## WORK INSTRUCTIONS
Check each line of the data for "collect", and copy the ones that have it.

□ □ □ □ □

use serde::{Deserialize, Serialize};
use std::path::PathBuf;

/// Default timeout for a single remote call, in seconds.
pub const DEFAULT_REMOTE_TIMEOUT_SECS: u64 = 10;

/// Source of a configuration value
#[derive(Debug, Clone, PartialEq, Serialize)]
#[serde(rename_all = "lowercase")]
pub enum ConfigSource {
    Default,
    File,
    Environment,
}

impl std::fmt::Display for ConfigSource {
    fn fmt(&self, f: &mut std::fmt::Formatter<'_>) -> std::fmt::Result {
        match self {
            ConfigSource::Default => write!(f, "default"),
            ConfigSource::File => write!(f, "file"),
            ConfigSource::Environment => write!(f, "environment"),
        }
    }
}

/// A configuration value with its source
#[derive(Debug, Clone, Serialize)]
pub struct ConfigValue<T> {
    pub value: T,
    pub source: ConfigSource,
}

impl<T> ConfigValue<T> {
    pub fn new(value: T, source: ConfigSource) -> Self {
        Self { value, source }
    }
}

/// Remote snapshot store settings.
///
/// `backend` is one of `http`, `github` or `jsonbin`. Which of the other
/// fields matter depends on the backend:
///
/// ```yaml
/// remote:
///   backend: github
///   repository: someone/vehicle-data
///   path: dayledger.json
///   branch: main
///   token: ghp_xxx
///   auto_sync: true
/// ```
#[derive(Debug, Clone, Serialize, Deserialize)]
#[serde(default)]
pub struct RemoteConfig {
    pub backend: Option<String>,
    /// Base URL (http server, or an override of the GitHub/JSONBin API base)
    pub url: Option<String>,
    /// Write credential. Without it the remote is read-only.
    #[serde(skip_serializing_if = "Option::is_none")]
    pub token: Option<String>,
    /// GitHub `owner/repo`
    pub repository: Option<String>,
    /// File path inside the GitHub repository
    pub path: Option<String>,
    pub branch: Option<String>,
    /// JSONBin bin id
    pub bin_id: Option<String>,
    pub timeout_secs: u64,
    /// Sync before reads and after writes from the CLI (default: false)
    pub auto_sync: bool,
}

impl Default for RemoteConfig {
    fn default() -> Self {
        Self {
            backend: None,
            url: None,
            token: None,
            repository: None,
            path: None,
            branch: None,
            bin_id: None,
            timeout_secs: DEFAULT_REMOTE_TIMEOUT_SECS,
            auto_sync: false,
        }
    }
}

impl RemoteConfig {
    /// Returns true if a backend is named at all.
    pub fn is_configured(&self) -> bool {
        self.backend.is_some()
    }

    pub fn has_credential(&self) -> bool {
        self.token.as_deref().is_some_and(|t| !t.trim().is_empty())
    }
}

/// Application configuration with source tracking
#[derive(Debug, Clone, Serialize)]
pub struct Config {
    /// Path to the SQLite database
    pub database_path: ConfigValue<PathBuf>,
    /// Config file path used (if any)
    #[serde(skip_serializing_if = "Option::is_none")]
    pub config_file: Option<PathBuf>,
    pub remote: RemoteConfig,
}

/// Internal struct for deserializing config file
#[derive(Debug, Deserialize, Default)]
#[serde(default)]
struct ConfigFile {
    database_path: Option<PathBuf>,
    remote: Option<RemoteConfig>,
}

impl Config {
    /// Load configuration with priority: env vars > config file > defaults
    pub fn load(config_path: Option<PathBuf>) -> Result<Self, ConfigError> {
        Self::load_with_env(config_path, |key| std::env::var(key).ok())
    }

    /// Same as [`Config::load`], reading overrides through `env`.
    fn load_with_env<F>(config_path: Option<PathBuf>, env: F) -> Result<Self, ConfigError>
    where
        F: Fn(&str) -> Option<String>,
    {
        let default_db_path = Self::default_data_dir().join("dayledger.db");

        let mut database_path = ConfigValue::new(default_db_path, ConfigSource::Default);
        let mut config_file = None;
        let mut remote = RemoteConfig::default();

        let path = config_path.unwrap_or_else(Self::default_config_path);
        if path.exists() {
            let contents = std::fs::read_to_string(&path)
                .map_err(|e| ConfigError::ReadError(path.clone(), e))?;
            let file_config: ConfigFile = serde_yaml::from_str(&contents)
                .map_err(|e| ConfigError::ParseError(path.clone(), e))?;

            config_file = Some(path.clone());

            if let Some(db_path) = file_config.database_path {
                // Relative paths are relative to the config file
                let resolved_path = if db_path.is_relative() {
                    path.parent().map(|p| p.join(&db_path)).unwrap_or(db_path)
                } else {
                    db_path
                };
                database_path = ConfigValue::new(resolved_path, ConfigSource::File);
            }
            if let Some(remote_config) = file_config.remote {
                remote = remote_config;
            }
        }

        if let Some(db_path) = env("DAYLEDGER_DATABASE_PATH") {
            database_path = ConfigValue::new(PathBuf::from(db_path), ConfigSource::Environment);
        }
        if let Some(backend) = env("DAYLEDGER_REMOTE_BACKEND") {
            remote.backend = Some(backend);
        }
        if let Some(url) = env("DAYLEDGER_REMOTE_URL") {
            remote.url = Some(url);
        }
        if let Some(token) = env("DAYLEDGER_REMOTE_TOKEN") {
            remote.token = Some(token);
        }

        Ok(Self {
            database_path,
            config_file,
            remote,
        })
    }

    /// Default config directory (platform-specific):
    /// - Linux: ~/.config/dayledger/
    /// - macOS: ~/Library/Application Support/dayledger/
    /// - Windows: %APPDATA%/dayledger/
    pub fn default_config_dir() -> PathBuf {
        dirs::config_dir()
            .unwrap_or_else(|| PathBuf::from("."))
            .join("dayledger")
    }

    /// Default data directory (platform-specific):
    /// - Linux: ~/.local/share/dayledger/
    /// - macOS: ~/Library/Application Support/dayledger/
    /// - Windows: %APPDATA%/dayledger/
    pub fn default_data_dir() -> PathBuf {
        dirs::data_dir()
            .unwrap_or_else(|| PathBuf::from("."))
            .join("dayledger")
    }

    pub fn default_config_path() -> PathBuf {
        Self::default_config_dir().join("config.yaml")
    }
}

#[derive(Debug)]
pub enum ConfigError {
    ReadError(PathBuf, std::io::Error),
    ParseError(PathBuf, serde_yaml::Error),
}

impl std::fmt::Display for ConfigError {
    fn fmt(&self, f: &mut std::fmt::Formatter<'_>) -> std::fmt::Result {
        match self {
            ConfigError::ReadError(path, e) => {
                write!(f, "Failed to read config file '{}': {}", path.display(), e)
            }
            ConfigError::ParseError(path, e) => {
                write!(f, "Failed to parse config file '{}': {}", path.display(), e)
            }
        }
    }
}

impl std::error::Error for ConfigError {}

□ □ □ □ □

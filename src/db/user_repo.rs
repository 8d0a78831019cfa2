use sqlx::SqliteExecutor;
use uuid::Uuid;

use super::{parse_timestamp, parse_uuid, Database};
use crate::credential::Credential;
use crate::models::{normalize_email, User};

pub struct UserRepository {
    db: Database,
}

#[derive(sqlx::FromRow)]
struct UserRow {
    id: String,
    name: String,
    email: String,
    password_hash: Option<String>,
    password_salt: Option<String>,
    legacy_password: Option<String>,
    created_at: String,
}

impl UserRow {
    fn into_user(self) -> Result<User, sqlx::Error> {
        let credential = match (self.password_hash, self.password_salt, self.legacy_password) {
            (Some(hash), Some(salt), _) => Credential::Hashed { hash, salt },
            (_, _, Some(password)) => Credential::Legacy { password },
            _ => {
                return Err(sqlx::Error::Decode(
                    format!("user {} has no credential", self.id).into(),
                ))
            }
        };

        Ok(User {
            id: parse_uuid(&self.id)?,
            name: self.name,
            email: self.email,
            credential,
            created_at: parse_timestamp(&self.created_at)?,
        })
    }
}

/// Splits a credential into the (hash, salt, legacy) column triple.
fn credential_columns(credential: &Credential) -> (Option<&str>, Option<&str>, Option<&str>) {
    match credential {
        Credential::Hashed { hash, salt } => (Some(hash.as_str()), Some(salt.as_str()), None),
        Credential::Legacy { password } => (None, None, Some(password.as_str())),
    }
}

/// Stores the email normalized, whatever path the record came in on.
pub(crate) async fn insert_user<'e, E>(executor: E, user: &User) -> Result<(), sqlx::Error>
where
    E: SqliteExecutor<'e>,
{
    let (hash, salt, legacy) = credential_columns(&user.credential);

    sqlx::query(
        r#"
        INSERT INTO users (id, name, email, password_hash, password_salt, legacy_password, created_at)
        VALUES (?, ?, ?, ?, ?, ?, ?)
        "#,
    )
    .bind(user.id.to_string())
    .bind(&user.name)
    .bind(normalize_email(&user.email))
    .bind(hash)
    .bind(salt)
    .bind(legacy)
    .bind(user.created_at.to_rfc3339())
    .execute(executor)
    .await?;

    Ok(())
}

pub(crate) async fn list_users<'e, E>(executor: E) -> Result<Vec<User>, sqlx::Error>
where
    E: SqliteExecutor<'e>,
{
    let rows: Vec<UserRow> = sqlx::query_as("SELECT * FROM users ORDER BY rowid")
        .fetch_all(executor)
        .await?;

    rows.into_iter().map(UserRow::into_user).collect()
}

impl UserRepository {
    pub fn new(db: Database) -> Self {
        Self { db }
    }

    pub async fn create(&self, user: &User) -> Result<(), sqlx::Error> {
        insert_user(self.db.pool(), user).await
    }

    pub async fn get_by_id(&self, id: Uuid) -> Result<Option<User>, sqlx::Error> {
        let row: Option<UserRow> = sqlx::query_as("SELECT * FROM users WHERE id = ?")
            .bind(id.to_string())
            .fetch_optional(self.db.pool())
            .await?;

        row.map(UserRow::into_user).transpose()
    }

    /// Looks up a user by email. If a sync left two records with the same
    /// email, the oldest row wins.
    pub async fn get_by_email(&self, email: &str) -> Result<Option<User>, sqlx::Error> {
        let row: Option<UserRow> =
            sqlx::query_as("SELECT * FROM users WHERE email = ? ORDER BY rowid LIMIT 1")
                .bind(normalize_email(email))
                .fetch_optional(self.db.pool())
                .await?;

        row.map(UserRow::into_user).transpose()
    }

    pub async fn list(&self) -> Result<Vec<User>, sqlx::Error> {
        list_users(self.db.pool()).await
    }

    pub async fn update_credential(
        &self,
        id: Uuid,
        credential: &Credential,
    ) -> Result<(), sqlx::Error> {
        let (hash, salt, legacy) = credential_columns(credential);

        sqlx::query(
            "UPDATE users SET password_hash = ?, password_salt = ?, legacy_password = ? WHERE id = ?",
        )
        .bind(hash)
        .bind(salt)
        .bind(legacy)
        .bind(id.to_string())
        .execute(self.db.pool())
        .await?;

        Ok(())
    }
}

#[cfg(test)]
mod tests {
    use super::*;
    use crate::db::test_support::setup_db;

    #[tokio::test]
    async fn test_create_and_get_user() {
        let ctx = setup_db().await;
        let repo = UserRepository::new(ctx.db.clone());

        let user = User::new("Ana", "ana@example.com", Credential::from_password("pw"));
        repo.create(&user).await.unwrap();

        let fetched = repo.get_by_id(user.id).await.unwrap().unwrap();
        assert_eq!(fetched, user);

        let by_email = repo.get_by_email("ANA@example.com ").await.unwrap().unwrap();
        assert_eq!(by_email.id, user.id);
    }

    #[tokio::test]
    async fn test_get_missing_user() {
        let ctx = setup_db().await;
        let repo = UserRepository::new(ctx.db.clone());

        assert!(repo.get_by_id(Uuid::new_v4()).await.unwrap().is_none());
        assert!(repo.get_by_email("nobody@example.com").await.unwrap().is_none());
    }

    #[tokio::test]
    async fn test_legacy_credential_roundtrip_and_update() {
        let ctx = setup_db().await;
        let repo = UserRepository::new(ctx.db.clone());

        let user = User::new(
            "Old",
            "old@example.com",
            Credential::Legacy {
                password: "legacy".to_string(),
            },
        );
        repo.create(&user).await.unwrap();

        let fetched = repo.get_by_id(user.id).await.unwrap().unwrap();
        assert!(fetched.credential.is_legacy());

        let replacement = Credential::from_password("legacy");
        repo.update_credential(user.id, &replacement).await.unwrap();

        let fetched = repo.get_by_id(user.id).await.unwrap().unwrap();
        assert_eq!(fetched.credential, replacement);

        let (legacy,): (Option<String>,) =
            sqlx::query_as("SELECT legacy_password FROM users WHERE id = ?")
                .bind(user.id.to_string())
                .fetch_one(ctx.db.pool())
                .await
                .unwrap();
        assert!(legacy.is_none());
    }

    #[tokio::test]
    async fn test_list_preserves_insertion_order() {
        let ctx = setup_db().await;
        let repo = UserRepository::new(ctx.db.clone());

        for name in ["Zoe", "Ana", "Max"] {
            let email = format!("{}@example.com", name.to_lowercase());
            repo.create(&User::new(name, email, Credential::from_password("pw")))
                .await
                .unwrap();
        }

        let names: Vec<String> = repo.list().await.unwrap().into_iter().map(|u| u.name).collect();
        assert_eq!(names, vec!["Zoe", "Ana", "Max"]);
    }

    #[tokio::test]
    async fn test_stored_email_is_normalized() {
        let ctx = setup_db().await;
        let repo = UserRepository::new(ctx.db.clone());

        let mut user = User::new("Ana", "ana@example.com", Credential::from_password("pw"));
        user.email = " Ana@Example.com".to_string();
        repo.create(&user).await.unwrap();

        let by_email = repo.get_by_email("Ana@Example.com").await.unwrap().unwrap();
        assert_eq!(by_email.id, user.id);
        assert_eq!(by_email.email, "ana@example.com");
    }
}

□ □ □ □ □

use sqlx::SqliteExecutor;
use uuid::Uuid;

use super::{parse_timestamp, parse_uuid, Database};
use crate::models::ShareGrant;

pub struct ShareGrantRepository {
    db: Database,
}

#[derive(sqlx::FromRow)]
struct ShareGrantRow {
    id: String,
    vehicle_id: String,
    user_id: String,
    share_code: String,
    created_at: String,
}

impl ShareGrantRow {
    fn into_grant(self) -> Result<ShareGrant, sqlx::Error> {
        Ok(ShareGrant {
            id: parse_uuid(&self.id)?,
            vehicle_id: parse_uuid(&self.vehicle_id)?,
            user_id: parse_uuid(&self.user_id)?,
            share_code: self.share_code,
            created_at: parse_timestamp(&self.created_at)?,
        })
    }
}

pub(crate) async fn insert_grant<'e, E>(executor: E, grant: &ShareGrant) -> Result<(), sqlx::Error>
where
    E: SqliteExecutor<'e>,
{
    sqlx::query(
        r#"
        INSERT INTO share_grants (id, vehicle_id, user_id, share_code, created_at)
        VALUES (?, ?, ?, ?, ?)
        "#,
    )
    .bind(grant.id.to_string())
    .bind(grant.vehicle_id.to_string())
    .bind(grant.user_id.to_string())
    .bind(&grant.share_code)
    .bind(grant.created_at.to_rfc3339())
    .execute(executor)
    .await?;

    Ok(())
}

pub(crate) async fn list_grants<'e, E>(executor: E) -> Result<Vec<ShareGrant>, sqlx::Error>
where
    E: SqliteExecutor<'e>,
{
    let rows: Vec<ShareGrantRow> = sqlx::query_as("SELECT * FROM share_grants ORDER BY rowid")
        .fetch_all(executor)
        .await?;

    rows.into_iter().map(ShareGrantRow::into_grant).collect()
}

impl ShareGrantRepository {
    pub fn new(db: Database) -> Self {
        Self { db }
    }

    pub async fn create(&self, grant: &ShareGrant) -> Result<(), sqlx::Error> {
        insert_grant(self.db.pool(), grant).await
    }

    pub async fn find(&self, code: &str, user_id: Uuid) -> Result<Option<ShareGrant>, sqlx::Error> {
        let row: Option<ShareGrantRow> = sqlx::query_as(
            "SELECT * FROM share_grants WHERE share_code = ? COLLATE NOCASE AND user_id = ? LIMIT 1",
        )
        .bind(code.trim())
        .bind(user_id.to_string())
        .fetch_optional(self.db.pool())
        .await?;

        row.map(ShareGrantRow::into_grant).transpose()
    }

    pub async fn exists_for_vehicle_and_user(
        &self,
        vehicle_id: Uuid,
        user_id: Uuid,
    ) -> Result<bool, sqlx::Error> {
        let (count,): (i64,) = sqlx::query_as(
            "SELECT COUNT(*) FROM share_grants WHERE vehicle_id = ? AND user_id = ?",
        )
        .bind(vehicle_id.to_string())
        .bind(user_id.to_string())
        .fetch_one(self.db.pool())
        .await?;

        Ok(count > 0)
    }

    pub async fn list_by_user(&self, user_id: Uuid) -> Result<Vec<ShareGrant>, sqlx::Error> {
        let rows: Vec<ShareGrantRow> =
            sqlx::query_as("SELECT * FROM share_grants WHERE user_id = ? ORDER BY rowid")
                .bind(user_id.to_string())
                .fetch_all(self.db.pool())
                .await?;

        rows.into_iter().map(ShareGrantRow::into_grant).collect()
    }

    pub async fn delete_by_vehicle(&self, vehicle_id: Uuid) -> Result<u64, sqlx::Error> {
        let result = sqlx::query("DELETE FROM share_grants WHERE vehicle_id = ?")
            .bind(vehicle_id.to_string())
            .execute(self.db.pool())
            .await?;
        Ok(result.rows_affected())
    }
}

□ □ □ □ □

## RESPONSE TO THE EXERCISE
    rows.into_iter().map(UserRow::into_user).collect()
        let names: Vec<String> = repo.list().await.unwrap().into_iter().map(|u| u.name).collect();
    rows.into_iter().map(ShareGrantRow::into_grant).collect()
        rows.into_iter().map(ShareGrantRow::into_grant).collect()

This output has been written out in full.